:: Data for analysis
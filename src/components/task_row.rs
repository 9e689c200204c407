use chrono::NaiveDateTime;

use crate::core::task::Task;

const NO_TITLE: &str = "No title";
const NO_DETAILS: &str = "No details";
const NO_DUE_DATE: &str = "No Due Date";

/// One task rendered for display: text with placeholders for absent fields
/// plus the two toggle states. Mutation goes through the task list, not
/// through the row.
pub struct TaskRow {
    pub title: String,
    pub details: String,
    pub due: String,
    pub is_done: bool,
    pub is_favorite: bool,
}

impl TaskRow {
    pub fn from_task(task: &Task) -> Self {
        Self {
            title: match task.title.as_deref() {
                Some(t) if !t.is_empty() => t.to_string(),
                _ => NO_TITLE.to_string(),
            },
            details: match task.details.as_deref() {
                Some(d) if !d.is_empty() => d.to_string(),
                _ => NO_DETAILS.to_string(),
            },
            due: match task.due_date {
                Some(due) => format_due(due),
                None => NO_DUE_DATE.to_string(),
            },
            is_done: task.is_done,
            is_favorite: task.is_favorite,
        }
    }

    /// Single-line form for the list view.
    pub fn render(&self) -> String {
        let check = if self.is_done { "x" } else { " " };
        let heart = if self.is_favorite { "*" } else { " " };
        format!(
            "[{}] {} {} | {} | {}",
            check, heart, self.title, self.details, self.due
        )
    }
}

/// Day/month/year plus hour and minute.
fn format_due(due: NaiveDateTime) -> String {
    due.format("%d/%m/%Y %H:%M").to_string()
}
::::
» **Instructions to follow**: Each line in the records above with "match" must be returned.

» **The answer**:
            title: match task.title.as_deref() {
            details: match task.details.as_deref() {
            due: match task.due_date {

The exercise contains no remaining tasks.